» Task directions:
When a line below contains the word "blue", copy that line.

» Data section:
____
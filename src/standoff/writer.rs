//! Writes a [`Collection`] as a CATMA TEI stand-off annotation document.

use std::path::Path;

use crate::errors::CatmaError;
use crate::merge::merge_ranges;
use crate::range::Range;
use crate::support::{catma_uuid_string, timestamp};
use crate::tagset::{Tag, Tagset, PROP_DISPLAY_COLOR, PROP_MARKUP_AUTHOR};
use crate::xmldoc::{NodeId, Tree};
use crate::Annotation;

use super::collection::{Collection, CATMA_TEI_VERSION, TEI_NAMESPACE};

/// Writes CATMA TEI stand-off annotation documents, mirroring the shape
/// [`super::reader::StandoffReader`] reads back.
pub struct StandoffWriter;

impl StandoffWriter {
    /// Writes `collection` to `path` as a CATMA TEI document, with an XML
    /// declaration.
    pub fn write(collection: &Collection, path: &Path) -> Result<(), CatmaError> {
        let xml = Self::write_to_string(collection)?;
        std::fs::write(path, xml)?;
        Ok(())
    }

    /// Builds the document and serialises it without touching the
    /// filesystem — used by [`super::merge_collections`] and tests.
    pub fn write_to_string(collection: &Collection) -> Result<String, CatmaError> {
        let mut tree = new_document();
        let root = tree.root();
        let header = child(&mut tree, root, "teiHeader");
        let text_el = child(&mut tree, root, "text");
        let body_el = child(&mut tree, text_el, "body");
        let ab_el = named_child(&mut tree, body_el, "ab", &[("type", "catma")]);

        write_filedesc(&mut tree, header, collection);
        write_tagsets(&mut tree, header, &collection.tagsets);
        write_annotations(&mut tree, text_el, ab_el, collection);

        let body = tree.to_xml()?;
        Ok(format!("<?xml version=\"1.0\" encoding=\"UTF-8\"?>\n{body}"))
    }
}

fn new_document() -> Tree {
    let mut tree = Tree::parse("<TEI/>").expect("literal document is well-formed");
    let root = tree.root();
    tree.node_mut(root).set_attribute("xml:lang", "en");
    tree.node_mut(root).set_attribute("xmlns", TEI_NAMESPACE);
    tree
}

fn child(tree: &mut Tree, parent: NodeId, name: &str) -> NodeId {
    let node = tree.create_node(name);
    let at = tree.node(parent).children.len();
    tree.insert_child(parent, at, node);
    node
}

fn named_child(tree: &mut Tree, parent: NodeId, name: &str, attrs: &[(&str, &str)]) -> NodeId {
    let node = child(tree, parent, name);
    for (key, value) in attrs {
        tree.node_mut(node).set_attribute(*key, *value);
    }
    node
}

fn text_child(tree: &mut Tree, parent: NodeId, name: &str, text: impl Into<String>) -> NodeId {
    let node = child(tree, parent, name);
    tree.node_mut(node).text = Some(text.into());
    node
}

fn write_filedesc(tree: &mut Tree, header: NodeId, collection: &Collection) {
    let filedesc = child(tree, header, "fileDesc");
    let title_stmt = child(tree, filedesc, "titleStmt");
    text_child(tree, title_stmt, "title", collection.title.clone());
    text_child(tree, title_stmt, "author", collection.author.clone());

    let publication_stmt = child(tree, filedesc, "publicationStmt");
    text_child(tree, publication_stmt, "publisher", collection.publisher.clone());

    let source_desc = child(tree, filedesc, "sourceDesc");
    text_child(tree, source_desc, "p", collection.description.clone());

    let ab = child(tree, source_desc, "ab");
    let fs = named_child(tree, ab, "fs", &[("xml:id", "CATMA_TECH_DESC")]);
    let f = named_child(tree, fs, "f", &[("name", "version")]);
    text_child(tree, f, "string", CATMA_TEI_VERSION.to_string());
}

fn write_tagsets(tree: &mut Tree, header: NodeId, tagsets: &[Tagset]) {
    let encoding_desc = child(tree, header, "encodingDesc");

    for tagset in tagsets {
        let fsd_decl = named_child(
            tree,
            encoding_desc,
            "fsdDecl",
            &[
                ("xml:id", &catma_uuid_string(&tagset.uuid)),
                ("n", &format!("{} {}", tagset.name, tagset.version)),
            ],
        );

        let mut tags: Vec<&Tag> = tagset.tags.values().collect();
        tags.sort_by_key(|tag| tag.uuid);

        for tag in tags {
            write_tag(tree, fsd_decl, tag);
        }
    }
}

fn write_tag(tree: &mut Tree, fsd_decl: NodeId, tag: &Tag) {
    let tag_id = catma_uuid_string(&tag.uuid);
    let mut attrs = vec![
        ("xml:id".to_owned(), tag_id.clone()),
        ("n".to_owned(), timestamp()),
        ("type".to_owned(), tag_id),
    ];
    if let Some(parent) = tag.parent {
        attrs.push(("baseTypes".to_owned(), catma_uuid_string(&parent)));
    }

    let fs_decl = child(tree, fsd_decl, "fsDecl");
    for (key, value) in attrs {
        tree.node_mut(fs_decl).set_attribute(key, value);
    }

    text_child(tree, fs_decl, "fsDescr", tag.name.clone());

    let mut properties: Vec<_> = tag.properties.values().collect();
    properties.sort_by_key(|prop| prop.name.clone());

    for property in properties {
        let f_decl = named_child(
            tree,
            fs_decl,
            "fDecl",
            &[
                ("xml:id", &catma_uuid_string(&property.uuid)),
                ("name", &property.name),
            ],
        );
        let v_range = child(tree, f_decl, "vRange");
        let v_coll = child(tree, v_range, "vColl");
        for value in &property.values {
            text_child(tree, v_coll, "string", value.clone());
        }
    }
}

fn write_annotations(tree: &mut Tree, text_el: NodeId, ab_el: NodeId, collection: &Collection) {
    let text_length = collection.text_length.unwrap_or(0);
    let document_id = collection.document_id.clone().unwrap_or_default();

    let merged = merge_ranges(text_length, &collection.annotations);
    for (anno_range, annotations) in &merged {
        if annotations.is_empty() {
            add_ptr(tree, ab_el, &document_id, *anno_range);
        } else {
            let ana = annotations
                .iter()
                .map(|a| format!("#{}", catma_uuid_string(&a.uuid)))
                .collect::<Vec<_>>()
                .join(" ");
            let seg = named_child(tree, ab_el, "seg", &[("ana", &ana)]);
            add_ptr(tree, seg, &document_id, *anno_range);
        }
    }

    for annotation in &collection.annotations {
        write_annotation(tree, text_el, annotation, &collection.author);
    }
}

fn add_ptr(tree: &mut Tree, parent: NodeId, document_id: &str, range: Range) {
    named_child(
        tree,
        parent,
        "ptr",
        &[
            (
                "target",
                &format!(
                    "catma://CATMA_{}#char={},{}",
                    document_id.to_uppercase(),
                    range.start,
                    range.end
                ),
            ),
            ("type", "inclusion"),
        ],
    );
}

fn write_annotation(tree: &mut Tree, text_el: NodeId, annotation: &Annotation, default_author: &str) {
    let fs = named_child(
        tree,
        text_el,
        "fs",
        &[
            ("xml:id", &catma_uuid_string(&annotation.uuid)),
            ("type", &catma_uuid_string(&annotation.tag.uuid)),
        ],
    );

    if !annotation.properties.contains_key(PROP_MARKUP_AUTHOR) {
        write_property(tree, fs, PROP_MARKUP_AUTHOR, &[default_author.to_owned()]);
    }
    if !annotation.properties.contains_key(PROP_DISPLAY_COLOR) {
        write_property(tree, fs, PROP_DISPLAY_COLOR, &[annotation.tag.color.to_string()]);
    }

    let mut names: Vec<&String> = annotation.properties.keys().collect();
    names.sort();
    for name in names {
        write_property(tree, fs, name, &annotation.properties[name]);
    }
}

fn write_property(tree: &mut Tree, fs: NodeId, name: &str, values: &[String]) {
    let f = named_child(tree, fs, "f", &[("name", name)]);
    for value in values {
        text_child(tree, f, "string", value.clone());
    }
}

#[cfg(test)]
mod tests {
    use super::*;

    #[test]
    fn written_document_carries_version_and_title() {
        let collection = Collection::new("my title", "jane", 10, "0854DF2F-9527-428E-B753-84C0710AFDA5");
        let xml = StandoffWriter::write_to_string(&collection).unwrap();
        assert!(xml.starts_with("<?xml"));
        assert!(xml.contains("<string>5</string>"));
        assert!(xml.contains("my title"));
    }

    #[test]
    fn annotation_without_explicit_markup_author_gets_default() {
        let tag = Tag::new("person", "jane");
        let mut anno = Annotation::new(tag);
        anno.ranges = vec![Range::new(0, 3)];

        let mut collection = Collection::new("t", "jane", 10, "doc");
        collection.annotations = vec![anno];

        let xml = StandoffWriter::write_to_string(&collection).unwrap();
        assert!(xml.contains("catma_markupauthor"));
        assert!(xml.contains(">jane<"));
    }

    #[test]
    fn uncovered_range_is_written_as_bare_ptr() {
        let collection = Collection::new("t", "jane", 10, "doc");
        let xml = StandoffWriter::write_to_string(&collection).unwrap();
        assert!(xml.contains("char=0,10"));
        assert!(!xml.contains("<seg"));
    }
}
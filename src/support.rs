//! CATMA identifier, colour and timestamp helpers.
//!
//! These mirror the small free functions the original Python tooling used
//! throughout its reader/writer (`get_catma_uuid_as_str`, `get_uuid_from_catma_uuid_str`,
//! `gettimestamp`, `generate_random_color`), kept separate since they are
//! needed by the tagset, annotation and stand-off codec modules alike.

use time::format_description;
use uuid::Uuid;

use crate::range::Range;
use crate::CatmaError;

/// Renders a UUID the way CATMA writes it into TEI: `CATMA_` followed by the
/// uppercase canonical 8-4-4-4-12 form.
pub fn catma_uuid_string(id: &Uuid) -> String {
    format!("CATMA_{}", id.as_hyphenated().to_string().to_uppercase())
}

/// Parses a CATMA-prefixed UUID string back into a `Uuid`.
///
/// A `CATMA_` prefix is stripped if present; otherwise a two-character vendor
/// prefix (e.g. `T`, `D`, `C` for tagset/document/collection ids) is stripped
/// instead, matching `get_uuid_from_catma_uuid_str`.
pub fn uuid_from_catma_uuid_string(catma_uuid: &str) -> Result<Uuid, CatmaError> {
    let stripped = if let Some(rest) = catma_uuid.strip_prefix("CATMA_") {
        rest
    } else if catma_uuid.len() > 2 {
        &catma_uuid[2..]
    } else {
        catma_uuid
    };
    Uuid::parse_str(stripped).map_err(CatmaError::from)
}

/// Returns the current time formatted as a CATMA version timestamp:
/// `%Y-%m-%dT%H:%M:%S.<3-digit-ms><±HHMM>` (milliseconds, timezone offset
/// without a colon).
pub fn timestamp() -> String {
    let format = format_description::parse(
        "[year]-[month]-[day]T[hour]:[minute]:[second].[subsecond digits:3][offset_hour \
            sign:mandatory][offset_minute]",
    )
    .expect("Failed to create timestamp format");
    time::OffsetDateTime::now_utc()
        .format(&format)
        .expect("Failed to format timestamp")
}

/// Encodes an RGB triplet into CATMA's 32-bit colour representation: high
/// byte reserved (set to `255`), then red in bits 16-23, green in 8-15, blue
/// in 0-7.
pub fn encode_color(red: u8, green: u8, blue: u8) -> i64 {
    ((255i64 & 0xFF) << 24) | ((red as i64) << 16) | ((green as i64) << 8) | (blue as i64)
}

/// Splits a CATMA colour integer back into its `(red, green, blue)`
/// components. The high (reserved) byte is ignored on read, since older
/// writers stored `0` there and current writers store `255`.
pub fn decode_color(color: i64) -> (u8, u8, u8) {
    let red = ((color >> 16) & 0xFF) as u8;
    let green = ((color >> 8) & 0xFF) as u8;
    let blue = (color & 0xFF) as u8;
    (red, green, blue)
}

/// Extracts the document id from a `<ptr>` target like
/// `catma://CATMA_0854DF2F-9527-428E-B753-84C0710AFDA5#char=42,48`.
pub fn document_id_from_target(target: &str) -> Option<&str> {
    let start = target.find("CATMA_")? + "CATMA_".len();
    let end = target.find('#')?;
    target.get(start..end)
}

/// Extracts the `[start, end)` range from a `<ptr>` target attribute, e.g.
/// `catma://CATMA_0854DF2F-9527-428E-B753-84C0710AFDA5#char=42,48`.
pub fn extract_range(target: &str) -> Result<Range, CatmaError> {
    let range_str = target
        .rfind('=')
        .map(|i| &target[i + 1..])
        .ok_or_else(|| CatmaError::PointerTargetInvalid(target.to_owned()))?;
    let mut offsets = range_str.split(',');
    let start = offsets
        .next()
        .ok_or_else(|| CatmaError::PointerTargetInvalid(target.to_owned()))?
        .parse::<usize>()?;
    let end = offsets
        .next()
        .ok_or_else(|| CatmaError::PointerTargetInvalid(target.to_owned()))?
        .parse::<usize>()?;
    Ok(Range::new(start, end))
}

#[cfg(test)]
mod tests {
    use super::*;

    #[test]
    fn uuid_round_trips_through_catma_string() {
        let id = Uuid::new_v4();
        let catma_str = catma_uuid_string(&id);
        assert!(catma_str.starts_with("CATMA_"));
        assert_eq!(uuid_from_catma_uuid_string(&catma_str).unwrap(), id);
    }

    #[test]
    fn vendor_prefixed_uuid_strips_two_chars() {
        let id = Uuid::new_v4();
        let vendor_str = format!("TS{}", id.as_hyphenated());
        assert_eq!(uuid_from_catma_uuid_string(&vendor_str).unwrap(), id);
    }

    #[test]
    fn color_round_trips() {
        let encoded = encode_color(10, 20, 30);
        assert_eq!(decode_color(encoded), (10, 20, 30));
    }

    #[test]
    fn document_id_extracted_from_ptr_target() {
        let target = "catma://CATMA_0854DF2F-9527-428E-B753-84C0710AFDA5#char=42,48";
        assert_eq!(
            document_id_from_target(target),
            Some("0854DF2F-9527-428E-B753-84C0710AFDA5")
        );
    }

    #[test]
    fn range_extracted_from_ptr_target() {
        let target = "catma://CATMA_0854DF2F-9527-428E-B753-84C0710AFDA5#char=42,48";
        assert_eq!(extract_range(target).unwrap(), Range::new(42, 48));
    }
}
____
» Exercise answer:
/// byte reserved (set to `255`), then red in bits 16-23, green in 8-15, blue
pub fn encode_color(red: u8, green: u8, blue: u8) -> i64 {
    ((255i64 & 0xFF) << 24) | ((red as i64) << 16) | ((green as i64) << 8) | (blue as i64)
/// Splits a CATMA colour integer back into its `(red, green, blue)`
    let blue = (color & 0xFF) as u8;
    (red, green, blue)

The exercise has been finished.